Tuesday, January 10, 2017

Rock N' Roll Nightmare (a.k.a The Edge of Hell)


Watching a heavy metal horror film that stars Jon-Mikl Thor as himself, sporting leather granny panties with steel studs is one thing. But once really half-assed puppets are introduced that have absolutely nothing to do with the plot or happenings therein, it turns from a weird, homoerotic rock-a-thon into a version of Sesame Street that begs the question if Jim Henson was really on acid or LSD. And, as far as I know, no, Jim Henson never did such things, but you never know. People do things they never tell anyone about. Out of all of the heavy metal cult movies I've watched over the last five or six years, this one sits on top as being one of the most in your face, what the fuck just happened type of experiences because there really is no way to explain a movie like Rock N' Roll Nightmare. I'm not even entirely sure that I even liked or enjoyed any of it because once the ending came and Thor started fighting the main monster-villain-thing, I wanted to vomit. The whole experience made me want to hurl into a bowl of veggie noodle soup and force feed it to Thor himself for actually going through with this and wrapping this puppy up. On the other hand, there were scenes that made me smile, laugh and wonder if life was real or not. So, which ever side you sit on on this particular piece of art, Rock N' Roll Nightmare will make you question your existence. 

Bacon pancakes, makin' bacon pancakes.

Ahh! The crypt keeper lives in my oven!

I didn't know there was an alternate title for this-The Edge of Hell. Cool title card.

 Metal!!!!   

It's difficult for me to respect a guy that's blasting some of the most despicable 80's synth music ever written while driving an oversized white van with handcuffs hanging from the rear view. Can't do it. 

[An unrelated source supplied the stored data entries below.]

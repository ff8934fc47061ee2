//! Core traits for jotter's persistence seams.
//!
//! These traits define the interfaces that concrete stores must satisfy.
//! Services receive them as `Arc<dyn ...>` so tests can swap in the
//! in-memory implementation.

use async_trait::async_trait;
use uuid::Uuid;

use crate::error::Result;
use crate::models::*;

// =============================================================================
// CREDENTIAL STORE
// =============================================================================

/// Repository for user accounts. Deleted accounts are invisible to lookups.
#[async_trait]
pub trait UserRepository: Send + Sync {
    /// Find a user whose username or email address exactly equals `identifier`.
    async fn find_by_identifier(&self, identifier: &str) -> Result<Option<User>>;

    /// Find a user by id.
    async fn find_by_id(&self, id: Uuid) -> Result<Option<User>>;

    /// Check whether a username is taken (deleted accounts included).
    async fn username_exists(&self, username: &str) -> Result<bool>;

    /// Check whether an email address is taken (deleted accounts included).
    async fn email_exists(&self, email_address: &str) -> Result<bool>;

    /// Create a user. Fails with `Error::Conflict` on a duplicate username or
    /// email address.
    async fn create(&self, user: NewUser) -> Result<User>;

    /// Replace the stored password hash.
    async fn update_password_hash(&self, id: Uuid, password_hash: &str) -> Result<()>;

    /// Patch profile fields. Returns `None` when the user does not exist.
    async fn update_profile(&self, id: Uuid, patch: ProfilePatch) -> Result<Option<User>>;

    /// Soft-delete a user. Returns false when there was nothing to delete.
    async fn mark_deleted(&self, id: Uuid) -> Result<bool>;
}

// =============================================================================
// NOTE STORE
// =============================================================================

/// Repository for notes.
///
/// Every mutating method takes the acting owner and the required lifecycle
/// state as part of its condition, so the check and the write happen in one
/// store operation. A `false` / `None` result means "not found, not yours,
/// or wrong state".
#[async_trait]
pub trait NoteRepository: Send + Sync {
    /// Insert a new active note.
    async fn insert(&self, note: NewNote) -> Result<Note>;

    /// Fetch a raw note by id, in any state.
    async fn fetch(&self, id: Uuid) -> Result<Option<Note>>;

    /// Fetch an active note as seen by `viewer`.
    async fn fetch_view(&self, id: Uuid, viewer: Uuid) -> Result<Option<NoteView>>;

    /// List the owner's notes in `state`, newest first.
    async fn list(&self, owner: Uuid, state: NoteState) -> Result<Vec<NoteView>>;

    /// Patch an active note owned by `owner`.
    async fn update(&self, id: Uuid, owner: Uuid, patch: NotePatch) -> Result<Option<Note>>;

    /// Move an active owned note to the trash.
    async fn soft_delete(&self, id: Uuid, owner: Uuid) -> Result<bool>;

    /// Restore a trashed owned note.
    async fn restore(&self, id: Uuid, owner: Uuid) -> Result<bool>;

    /// Permanently delete a trashed owned note (and its relations).
    async fn hard_delete(&self, id: Uuid, owner: Uuid) -> Result<bool>;
}

// =============================================================================
// RELATIONSHIP STORE
// =============================================================================

/// Repository for per-user pin and bookmark associations.
#[async_trait]
pub trait RelationRepository: Send + Sync {
    /// Atomically remove the (user, note) association if present, otherwise
    /// create it. The create half only succeeds while the note is active.
    ///
    /// Returns the resulting state (`true` = associated).
    async fn toggle(&self, kind: RelationKind, user_id: Uuid, note_id: Uuid) -> Result<bool>;

    /// List the user's associated active notes, most recently associated
    /// first.
    async fn list_notes(&self, kind: RelationKind, user_id: Uuid) -> Result<Vec<NoteView>>;
}
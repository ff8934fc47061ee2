//! jotter-api - HTTP API server for jotter

use std::net::SocketAddr;

use tracing::info;

use jotter_api::{build_router, logging, ApiConfig, AppState, Stores};
use jotter_db::Database;

#[tokio::main]
async fn main() -> anyhow::Result<()> {
    // Load environment variables
    dotenvy::dotenv().ok();

    let _log_guard = logging::init(&logging::LogSettings::from_env());

    let config = ApiConfig::from_env()?;
    info!(
        subsystem = "api",
        component = "config",
        pin_scope = %config.pin_scope,
        cookie_secure = config.cookie_secure,
        allowed_origins = ?config.allowed_origins,
        "Configuration loaded"
    );

    // Connect to database
    info!("Connecting to database...");
    let db = Database::connect(&config.database_url, &config.pool).await?;
    db.migrate().await?;
    info!("Database connected and migrated");

    let state = AppState::new(Stores::postgres(db), &config)?;
    let app = build_router(state, &config);

    // Start server
    let addr: SocketAddr = config.bind_addr().parse()?;
    info!("Starting server on {}", addr);
    let listener = tokio::net::TcpListener::bind(addr).await?;
    axum::serve(listener, app).await?;

    Ok(())
}
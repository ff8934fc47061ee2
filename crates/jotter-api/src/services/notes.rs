//! Note lifecycle: create, read, update, trash, recover, purge.
//!
//! Ownership and lifecycle state are part of every store condition. A note
//! that is missing, owned by someone else, or in the wrong state is reported
//! the same way, as `NotFound`.

use std::sync::Arc;

use serde::Deserialize;
use tracing::info;
use uuid::Uuid;

use jotter_core::defaults::{NOTE_NOT_FOUND_MESSAGE, NOTE_NOT_IN_TRASH_MESSAGE};
use jotter_core::{
    Error, NewNote, Note, NotePatch, NoteRepository, NoteState, NoteView, Result,
};

use super::non_blank;

/// Body of `POST /notes`.
#[derive(Debug, Clone, Default, Deserialize)]
#[serde(rename_all = "camelCase")]
pub struct CreateNoteRequest {
    pub entry_title: Option<String>,
    pub synopsis: Option<String>,
    pub content: Option<String>,
}

/// Body of `PATCH /notes/:id`.
///
/// Absent and `null` fields keep their stored value. Present strings,
/// empty ones included, are written as given.
#[derive(Debug, Clone, Default, Deserialize)]
#[serde(rename_all = "camelCase")]
pub struct UpdateNoteRequest {
    pub entry_title: Option<String>,
    pub synopsis: Option<String>,
    pub content: Option<String>,
}

impl From<UpdateNoteRequest> for NotePatch {
    fn from(req: UpdateNoteRequest) -> Self {
        NotePatch {
            entry_title: req.entry_title,
            synopsis: req.synopsis,
            content: req.content,
        }
    }
}

pub struct NoteService {
    notes: Arc<dyn NoteRepository>,
}

impl NoteService {
    pub fn new(notes: Arc<dyn NoteRepository>) -> Self {
        Self { notes }
    }

    pub async fn create(&self, owner: Uuid, req: CreateNoteRequest) -> Result<Note> {
        let entry_title = non_blank(req.entry_title.as_deref())
            .ok_or_else(|| Error::InvalidInput("Note Title is required".to_string()))?
            .to_string();
        let content = non_blank(req.content.as_deref())
            .ok_or_else(|| Error::InvalidInput("Content is required".to_string()))?
            .to_string();
        let synopsis = req.synopsis.filter(|s| !s.trim().is_empty());

        let note = self
            .notes
            .insert(NewNote {
                owner_id: owner,
                entry_title,
                synopsis,
                content,
            })
            .await?;

        info!(
            subsystem = "api",
            component = "notes",
            op = "create",
            user_id = %owner,
            note_id = %note.id,
            "Note created"
        );
        Ok(note)
    }

    /// Any authenticated user may read an active note.
    pub async fn get(&self, viewer: Uuid, id: Uuid) -> Result<NoteView> {
        self.notes
            .fetch_view(id, viewer)
            .await?
            .ok_or_else(not_found)
    }

    /// The caller's active notes, newest first.
    pub async fn list(&self, owner: Uuid) -> Result<Vec<NoteView>> {
        self.notes.list(owner, NoteState::Active).await
    }

    /// The caller's trashed notes, newest first.
    pub async fn list_trash(&self, owner: Uuid) -> Result<Vec<NoteView>> {
        self.notes.list(owner, NoteState::Trashed).await
    }

    pub async fn update(&self, owner: Uuid, id: Uuid, req: UpdateNoteRequest) -> Result<Note> {
        let note = self
            .notes
            .update(id, owner, NotePatch::from(req))
            .await?
            .ok_or_else(not_found)?;

        info!(
            subsystem = "api",
            component = "notes",
            op = "update",
            user_id = %owner,
            note_id = %id,
            "Note updated"
        );
        Ok(note)
    }

    pub async fn trash(&self, owner: Uuid, id: Uuid) -> Result<()> {
        if !self.notes.soft_delete(id, owner).await? {
            return Err(not_found());
        }
        info!(
            subsystem = "api",
            component = "notes",
            op = "trash",
            user_id = %owner,
            note_id = %id,
            "Note moved to trash"
        );
        Ok(())
    }

    pub async fn recover(&self, owner: Uuid, id: Uuid) -> Result<()> {
        if !self.notes.restore(id, owner).await? {
            return Err(not_found());
        }
        info!(
            subsystem = "api",
            component = "notes",
            op = "recover",
            user_id = %owner,
            note_id = %id,
            "Note recovered"
        );
        Ok(())
    }

    /// Permanently delete a trashed note. Active notes cannot be purged.
    pub async fn purge(&self, owner: Uuid, id: Uuid) -> Result<()> {
        if !self.notes.hard_delete(id, owner).await? {
            return Err(Error::NotFound(NOTE_NOT_IN_TRASH_MESSAGE.to_string()));
        }
        info!(
            subsystem = "api",
            component = "notes",
            op = "purge",
            user_id = %owner,
            note_id = %id,
            "Note permanently deleted"
        );
        Ok(())
    }
}

fn not_found() -> Error {
    Error::NotFound(NOTE_NOT_FOUND_MESSAGE.to_string())
}
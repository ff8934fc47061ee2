//! Server configuration loaded from the environment.
//!
//! Environment variables:
//!   DATABASE_URL              - PostgreSQL connection string
//!   HOST / PORT               - bind address (default 0.0.0.0:5200)
//!   SESSION_SECRET            - token signing key, at least 32 bytes (required)
//!   ALLOWED_ORIGINS           - comma-separated CORS allow-list
//!   COOKIE_SECURE             - add `Secure` to the session cookie
//!   PIN_SCOPE                 - "any" (default) or "owner"
//!   PASSWORD_HASH_MEMORY_KIB  - Argon2id memory cost
//!   PASSWORD_HASH_ITERATIONS  - Argon2id iteration count
//!   DB_MAX_CONNECTIONS        - pool ceiling (default 10)
//!   DB_MIN_CONNECTIONS        - connections kept open while idle (default 1)
//!   DB_ACQUIRE_TIMEOUT_SECS   - wait for a free connection (default 30)
//!   DB_IDLE_TIMEOUT_SECS      - close surplus idle connections after (default 600)

use std::fmt;
use std::str::FromStr;
use std::time::Duration;

use thiserror::Error;

use jotter_core::defaults;
use jotter_db::PoolConfig;

use crate::auth::password::PasswordParams;
use crate::services::PinScope;

/// Errors raised while reading configuration.
#[derive(Debug, Error, PartialEq, Eq)]
pub enum ConfigError {
    #[error("{0} must be set")]
    Missing(&'static str),

    #[error("{key} has invalid value {value:?}: {reason}")]
    Invalid {
        key: &'static str,
        value: String,
        reason: String,
    },
}

/// Fully resolved server configuration.
#[derive(Clone)]
pub struct ApiConfig {
    pub database_url: String,
    pub host: String,
    pub port: u16,
    pub session_secret: String,
    pub allowed_origins: Vec<String>,
    pub cookie_secure: bool,
    pub pin_scope: PinScope,
    pub password: PasswordParams,
    pub pool: PoolConfig,
    pub body_limit_bytes: usize,
}

impl fmt::Debug for ApiConfig {
    fn fmt(&self, f: &mut fmt::Formatter<'_>) -> fmt::Result {
        f.debug_struct("ApiConfig")
            .field("host", &self.host)
            .field("port", &self.port)
            .field("session_secret", &"[REDACTED]")
            .field("allowed_origins", &self.allowed_origins)
            .field("cookie_secure", &self.cookie_secure)
            .field("pin_scope", &self.pin_scope)
            .field("password", &self.password)
            .field("pool", &self.pool)
            .finish()
    }
}

impl ApiConfig {
    /// Read configuration from process environment variables.
    pub fn from_env() -> Result<Self, ConfigError> {
        Self::from_lookup(|key| std::env::var(key).ok())
    }

    /// Read configuration through an arbitrary key lookup.
    pub fn from_lookup<F>(lookup: F) -> Result<Self, ConfigError>
    where
        F: Fn(&str) -> Option<String>,
    {
        let get = |key: &str| lookup(key).filter(|v| !v.trim().is_empty());

        let session_secret =
            get("SESSION_SECRET").ok_or(ConfigError::Missing("SESSION_SECRET"))?;
        if session_secret.len() < defaults::SESSION_SECRET_MIN_LEN {
            return Err(ConfigError::Invalid {
                key: "SESSION_SECRET",
                value: "[REDACTED]".to_string(),
                reason: format!(
                    "must be at least {} bytes",
                    defaults::SESSION_SECRET_MIN_LEN
                ),
            });
        }

        let allowed_origins = parse_origins(
            &get("ALLOWED_ORIGINS").unwrap_or_else(|| defaults::ALLOWED_ORIGINS.to_string()),
        );

        let password = PasswordParams {
            memory_kib: parse_or(
                "PASSWORD_HASH_MEMORY_KIB",
                get("PASSWORD_HASH_MEMORY_KIB"),
                defaults::PASSWORD_HASH_MEMORY_KIB,
            )?,
            iterations: parse_or(
                "PASSWORD_HASH_ITERATIONS",
                get("PASSWORD_HASH_ITERATIONS"),
                defaults::PASSWORD_HASH_ITERATIONS,
            )?,
            parallelism: defaults::PASSWORD_HASH_PARALLELISM,
        };
        if password.memory_kib < 8 * password.parallelism || password.iterations == 0 {
            return Err(ConfigError::Invalid {
                key: "PASSWORD_HASH_MEMORY_KIB",
                value: format!("{}/{}", password.memory_kib, password.iterations),
                reason: "memory must be at least 8 KiB per lane and iterations at least 1"
                    .to_string(),
            });
        }

        let pool = PoolConfig {
            max_connections: parse_or(
                "DB_MAX_CONNECTIONS",
                get("DB_MAX_CONNECTIONS"),
                defaults::DB_MAX_CONNECTIONS,
            )?,
            min_connections: parse_or(
                "DB_MIN_CONNECTIONS",
                get("DB_MIN_CONNECTIONS"),
                defaults::DB_MIN_CONNECTIONS,
            )?,
            acquire_timeout: Duration::from_secs(parse_or(
                "DB_ACQUIRE_TIMEOUT_SECS",
                get("DB_ACQUIRE_TIMEOUT_SECS"),
                defaults::DB_ACQUIRE_TIMEOUT_SECS,
            )?),
            idle_timeout: Duration::from_secs(parse_or(
                "DB_IDLE_TIMEOUT_SECS",
                get("DB_IDLE_TIMEOUT_SECS"),
                defaults::DB_IDLE_TIMEOUT_SECS,
            )?),
        };
        pool.validate().map_err(|e| ConfigError::Invalid {
            key: "DB_MIN_CONNECTIONS",
            value: format!(
                "{}..{} / {}s",
                pool.min_connections,
                pool.max_connections,
                pool.acquire_timeout.as_secs()
            ),
            reason: e.to_string(),
        })?;

        Ok(Self {
            database_url: get("DATABASE_URL").unwrap_or_else(|| defaults::DATABASE_URL.to_string()),
            host: get("HOST").unwrap_or_else(|| defaults::HOST.to_string()),
            port: parse_or("PORT", get("PORT"), defaults::PORT)?,
            session_secret,
            allowed_origins,
            cookie_secure: parse_bool("COOKIE_SECURE", get("COOKIE_SECURE"))?,
            pin_scope: parse_or("PIN_SCOPE", get("PIN_SCOPE"), PinScope::Any)?,
            password,
            pool,
            body_limit_bytes: defaults::BODY_LIMIT_BYTES,
        })
    }

    /// Socket address string to bind.
    pub fn bind_addr(&self) -> String {
        format!("{}:{}", self.host, self.port)
    }
}

fn parse_or<T>(key: &'static str, raw: Option<String>, default: T) -> Result<T, ConfigError>
where
    T: FromStr,
    T::Err: fmt::Display,
{
    match raw {
        None => Ok(default),
        Some(value) => value.trim().parse().map_err(|e: T::Err| ConfigError::Invalid {
            key,
            reason: e.to_string(),
            value,
        }),
    }
}

fn parse_bool(key: &'static str, raw: Option<String>) -> Result<bool, ConfigError> {
    match raw.as_deref().map(|v| v.trim().to_ascii_lowercase()) {
        None => Ok(false),
        Some(v) if v == "true" || v == "1" => Ok(true),
        Some(v) if v == "false" || v == "0" => Ok(false),
        Some(v) => Err(ConfigError::Invalid {
            key,
            value: v,
            reason: "expected true/false".to_string(),
        }),
    }
}

/// Split a comma-separated origin list, dropping blanks.
pub fn parse_origins(raw: &str) -> Vec<String> {
    raw.split(',')
        .map(str::trim)
        .filter(|s| !s.is_empty())
        .map(str::to_string)
        .collect()
}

Why is the band manager wearing an "official member of the Archie fan club" jacket?

"No sweat, sweet knees."

My my, what nice breasts you have.

Casey Jones takes a bite.

 Aussie's always have sex with sunglasses on.

"I'm sure Phil's not dead or anything, or else he would have called."

At the very least, Rock N' Roll Nightmare is a solid, but bizarre way to kill 90 minutes if your just in the mood for something that makes no sense what-so-ever. The puppets are terrible, the special effects are abysmal, and you get to witness Thor taking a shower with his girlfriend for about 15-20 minutes straight. Just making out and fondling each other in the shower. Blech. But for every wrong reason there is to watch this, there's a right reason that goes along with it because it takes you to an alternate reality that these types of films rarely take their viewers to. A chunk of otherworldly strangeness where dead, burnt men pop out of the oven, slimy, cycloptic puppets drink coffee and Thor (barely) fights a demon/Satan looking thing in his recording studio donning leather granny panties with steel studs. There isn't anything else to say, zits and zombies. Put on some Slayer and crank that shit up!